ModuleNotFoundError: No module named 'mistralai'

# Mistal PARSING (Synchronous)

In [13]:
def process_pdf(pdf_file: Path, output_dir: Path, client: Mistral):
    """Process a single PDF file and save results to output directory.
    
    Args:
        pdf_file: Path to the PDF file to process
        output_dir: Directory where results will be saved
        client: Mistral client instance
    """
    print(f"Processing {pdf_file}...")

    # Upload PDF file to Mistral's OCR service
    uploaded_file = client.files.upload(
        file={
            "file_name": pdf_file.name,
            "content": pdf_file.read_bytes(),
        },
        purpose="ocr",
    )

    # Get URL for the uploaded file
    signed_url = client.files.get_signed_url(file_id=uploaded_file.id, expiry=1)

    # Process PDF with OCR, including embedded images
    pdf_response = client.ocr.process(
        document=DocumentURLChunk(document_url=signed_url.url),
        model="mistral-ocr-latest",
        include_image_base64=True
    )

    # Convert response to JSON format
    response_dict = json.loads(pdf_response.model_dump_json())

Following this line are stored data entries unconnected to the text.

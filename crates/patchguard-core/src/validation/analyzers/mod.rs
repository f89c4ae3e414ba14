//! Static-analysis adapter set.
//!
//! Each adapter wraps one analysis engine behind [`Analyzer`] and normalizes
//! its output into [`Finding`]s. [`AnalyzerSet`] runs them concurrently and
//! isolates failures: a broken adapter contributes a diagnostic, never an
//! error for the whole run.

pub mod bandit;
pub mod pattern;
pub mod semgrep;
pub mod syntax;

use std::path::PathBuf;
use std::sync::Arc;
use std::time::Duration;

use async_trait::async_trait;
use futures::future::join_all;
use tempfile::TempDir;
use tracing::debug;

use crate::config::PipelineConfig;
use crate::domain::{AnalyzerDiagnostic, DiagnosticKind, Finding, FindingSource, Severity};
use crate::obs;
use crate::process::ProcessError;

pub use bandit::BanditAnalyzer;
pub use pattern::PatternAnalyzer;
pub use semgrep::SemgrepAnalyzer;
pub use syntax::SyntaxAnalyzer;

/// Why an analyzer could not produce findings.
#[derive(Debug, Clone, PartialEq, Eq, thiserror::Error)]
pub enum AnalyzerError {
    #[error("{tool} unavailable: {message}")]
    Unavailable { tool: String, message: String },

    #[error("{tool} timed out after {timeout_ms} ms")]
    Timeout { tool: String, timeout_ms: u64 },

    #[error("{tool} crashed: {message}")]
    Crashed { tool: String, message: String },

    #[error("{tool} produced malformed output: {message}")]
    MalformedOutput { tool: String, message: String },
}

impl AnalyzerError {
    pub fn kind(&self) -> DiagnosticKind {
        match self {
            AnalyzerError::Unavailable { .. } => DiagnosticKind::Unavailable,
            AnalyzerError::Timeout { .. } => DiagnosticKind::Timeout,
            AnalyzerError::Crashed { .. } => DiagnosticKind::Crashed,
            AnalyzerError::MalformedOutput { .. } => DiagnosticKind::MalformedOutput,
        }
    }

    pub fn tool(&self) -> &str {
        match self {
            AnalyzerError::Unavailable { tool, .. }
            | AnalyzerError::Timeout { tool, .. }
            | AnalyzerError::Crashed { tool, .. }
            | AnalyzerError::MalformedOutput { tool, .. } => tool,
        }
    }

    /// Map a subprocess failure onto the analyzer taxonomy.
    pub fn from_process(tool: &str, err: ProcessError) -> Self {
        let tool = tool.to_string();
        match err {
            ProcessError::NotFound { .. } => AnalyzerError::Unavailable {
                tool,
                message: err.to_string(),
            },
            ProcessError::Timeout { timeout_ms, .. } => AnalyzerError::Timeout { tool, timeout_ms },
            other => AnalyzerError::Crashed {
                tool,
                message: other.to_string(),
            },
        }
    }

    pub fn to_diagnostic(&self) -> AnalyzerDiagnostic {
        AnalyzerDiagnostic {
            tool: self.tool().to_string(),
            kind: self.kind(),
            message: self.to_string(),
        }
    }
}

/// One static-analysis engine.
#[async_trait]
pub trait Analyzer: Send + Sync {
    /// Tool name, also the key into `analyzer_timeouts_ms`.
    fn name(&self) -> &str;

    /// Source tag stamped on every finding this adapter emits.
    fn source(&self) -> FindingSource;

    async fn analyze(&self, code: &str, timeout: Duration) -> Result<Vec<Finding>, AnalyzerError>;
}

/// Run CPU-bound analysis on the blocking pool so a per-tool timeout can
/// fire while it runs. A panicking task becomes `Crashed`.
pub(crate) async fn run_blocking<F>(tool: &str, analysis: F) -> Result<Vec<Finding>, AnalyzerError>
where
    F: FnOnce() -> Result<Vec<Finding>, AnalyzerError> + Send + 'static,
{
    tokio::task::spawn_blocking(analysis)
        .await
        .unwrap_or_else(|e| {
            Err(AnalyzerError::Crashed {
                tool: tool.to_string(),
                message: format!("analysis task failed: {e}"),
            })
        })
}

/// Merged output of every adapter in a set.
#[derive(Debug, Clone, Default, PartialEq)]
pub struct AnalysisOutcome {
    pub findings: Vec<Finding>,
    pub diagnostics: Vec<AnalyzerDiagnostic>,
}

/// Ordered collection of analyzers run side by side.
#[derive(Clone)]
pub struct AnalyzerSet {
    analyzers: Vec<Arc<dyn Analyzer>>,
    config: Arc<PipelineConfig>,
}

impl AnalyzerSet {
    pub fn new(config: Arc<PipelineConfig>) -> Self {
        Self {
            analyzers: Vec::new(),
            config,
        }
    }

    /// In-process pattern and syntax checks plus the Bandit and Semgrep adapters.
    pub fn with_defaults(config: Arc<PipelineConfig>) -> Result<Self, regex::Error> {
        Ok(Self::new(config)
            .with(PatternAnalyzer::new()?)
            .with(SyntaxAnalyzer::new())
            .with(BanditAnalyzer::new())
            .with(SemgrepAnalyzer::new()))
    }

    pub fn with(mut self, analyzer: impl Analyzer + 'static) -> Self {
        self.analyzers.push(Arc::new(analyzer));
        self
    }

    pub fn push(&mut self, analyzer: Arc<dyn Analyzer>) {
        self.analyzers.push(analyzer);
    }

    pub fn names(&self) -> Vec<&str> {
        self.analyzers.iter().map(|a| a.name()).collect()
    }

    pub fn is_empty(&self) -> bool {
        self.analyzers.is_empty()
    }

    /// Run every analyzer concurrently; findings are concatenated in
    /// registration order.
    pub async fn analyze(&self, code: &str) -> AnalysisOutcome {
        let runs = self.analyzers.iter().map(|analyzer| {
            let timeout = self.config.analyzer_timeout(analyzer.name());
            async move {
                let result = tokio::time::timeout(timeout, analyzer.analyze(code, timeout))
                    .await
                    .unwrap_or_else(|_| {
                        Err(AnalyzerError::Timeout {
                            tool: analyzer.name().to_string(),
                            timeout_ms: timeout.as_millis() as u64,
                        })
                    });
                (analyzer.name(), result)
            }
        });

        let mut outcome = AnalysisOutcome::default();
        for (name, result) in join_all(runs).await {
            match result {
                Ok(findings) => {
                    debug!(analyzer = name, findings = findings.len(), "analyzer finished");
                    outcome.findings.extend(findings);
                }
                Err(err) => {
                    obs::emit_analyzer_failed(name, err.kind(), &err.to_string());
                    outcome.diagnostics.push(err.to_diagnostic());
                }
            }
        }
        outcome
    }
}

impl std::fmt::Debug for AnalyzerSet {
    fn fmt(&self, f: &mut std::fmt::Formatter<'_>) -> std::fmt::Result {
        f.debug_struct("AnalyzerSet")
            .field("analyzers", &self.names())
            .finish()
    }
}

/// Map a tool severity label onto [`Severity`]. Unknown labels are MEDIUM.
pub fn map_severity(label: &str) -> Severity {
    match label.trim().to_ascii_uppercase().as_str() {
        "INFO" | "LOW" => Severity::Low,
        "WARNING" | "MEDIUM" => Severity::Medium,
        "ERROR" | "HIGH" => Severity::High,
        "CRITICAL" => Severity::Critical,
        _ => Severity::Medium,
    }
}

/// Write `code` to a fresh temp dir so a subprocess tool can read it.
///
/// The directory lives as long as the returned guard.
pub(crate) fn write_source(tool: &str, code: &str) -> Result<(TempDir, PathBuf), AnalyzerError> {
    let crashed = |e: std::io::Error| AnalyzerError::Crashed {
        tool: tool.to_string(),
        message: format!("failed to stage source: {e}"),
    };
    let dir = tempfile::Builder::new()
        .prefix("patchguard-")
        .tempdir()
        .map_err(crashed)?;
    let path = dir.path().join("target.py");
    std::fs::write(&path, code).map_err(crashed)?;
    Ok((dir, path))
}
//! Python syntax check on the patched source via tree-sitter.

use std::time::Duration;

use async_trait::async_trait;
use serde_json::json;
use tree_sitter::{Node, Parser};

use super::{run_blocking, Analyzer, AnalyzerError};
use crate::domain::{Finding, FindingSource, Location, Severity};

const TOOL: &str = "syntax";
const MAX_REPORTED: usize = 5;

#[derive(Debug, Clone, Default)]
pub struct SyntaxAnalyzer;

impl SyntaxAnalyzer {
    pub fn new() -> Self {
        Self
    }

    /// Parse `code` and report the first few ERROR/MISSING nodes.
    pub fn check(&self, code: &str) -> Result<Vec<Finding>, AnalyzerError> {
        let mut parser = Parser::new();
        parser
            .set_language(&tree_sitter_python::LANGUAGE.into())
            .map_err(|e| AnalyzerError::Unavailable {
                tool: TOOL.to_string(),
                message: format!("failed to load python grammar: {e}"),
            })?;
        let tree = parser
            .parse(code, None)
            .ok_or_else(|| AnalyzerError::Crashed {
                tool: TOOL.to_string(),
                message: "parser returned no tree".to_string(),
            })?;

        let root = tree.root_node();
        if !root.has_error() {
            return Ok(Vec::new());
        }

        let mut errors = Vec::new();
        collect_errors(root, &mut errors);
        if errors.is_empty() {
            // has_error() without a located node; report at the root.
            errors.push((1, 0, false));
        }
        let total = errors.len();

        Ok(errors
            .into_iter()
            .take(MAX_REPORTED)
            .map(|(line, column, missing)| {
                let what = if missing { "missing token" } else { "unexpected syntax" };
                Finding::new(
                    FindingSource::StaticAnalyzer,
                    "syntax-error",
                    Severity::High,
                    format!("{what} at line {line}, column {column}"),
                )
                .with_location(Location::line(line))
                .with_raw(json!({ "column": column, "missing": missing, "error_nodes": total }))
            })
            .collect())
    }
}

fn collect_errors(node: Node, out: &mut Vec<(u32, usize, bool)>) {
    if node.is_error() || node.is_missing() {
        let pos = node.start_position();
        out.push((pos.row as u32 + 1, pos.column, node.is_missing()));
        return;
    }
    if !node.has_error() {
        return;
    }
    for i in 0..node.child_count() {
        if let Some(child) = node.child(i) {
            collect_errors(child, out);
        }
    }
}

#[async_trait]
impl Analyzer for SyntaxAnalyzer {
    fn name(&self) -> &str {
        TOOL
    }

    fn source(&self) -> FindingSource {
        FindingSource::StaticAnalyzer
    }

    async fn analyze(&self, code: &str, _timeout: Duration) -> Result<Vec<Finding>, AnalyzerError> {
        let analyzer = self.clone();
        let code = code.to_string();
        run_blocking(TOOL, move || analyzer.check(&code)).await
    }
}
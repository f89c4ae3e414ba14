//! Dry-run backend that returns the code unchanged.

use async_trait::async_trait;
use patchguard_core::patcher::candidate;
use patchguard_core::{PatchCandidate, PatchGenerator, PatcherError};

/// Exercises the pipeline end to end without a model.
#[derive(Debug, Clone, Copy, Default)]
pub struct EchoPatcher;

#[async_trait]
impl PatchGenerator for EchoPatcher {
    fn name(&self) -> &str {
        "echo"
    }

    async fn generate_patch(
        &self,
        _issue_text: &str,
        code_text: &str,
    ) -> Result<PatchCandidate, PatcherError> {
        Ok(candidate(self.name(), code_text, code_text.to_string()))
    }
}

    # Save response to JSON file
    output_dir.mkdir(parents=True, exist_ok=True)
    with open(output_dir / "response.json", "w") as f:
        json.dump(response_dict, f)

    # Save images to PNG files
    images_dir = output_dir / "images"
    images_dir.mkdir(exist_ok=True)
    
    for page in pdf_response.pages:
        for img in page.images:
            # Extract base64 data after the comma
            img_data = img.image_base64.split(',')[1]
            # Decode and save image
            img_bytes = base64.b64decode(img_data)
            with open(images_dir / img.id, "wb") as f:
                f.write(img_bytes)
            
    # Save raw text
    with open(output_dir / "text.txt", "w", encoding="utf-8") as f:
        for page in pdf_response.pages:
            f.write(page.markdown)  # Use markdown instead of text attribute

In [14]:
# open pdf file
file_path = "data/codigo_derecho_constitiucional/codigo1.pdf"
pdf_file = Path(file_path)

output_dir = Path('data/codigo_derecho_constitiucional/')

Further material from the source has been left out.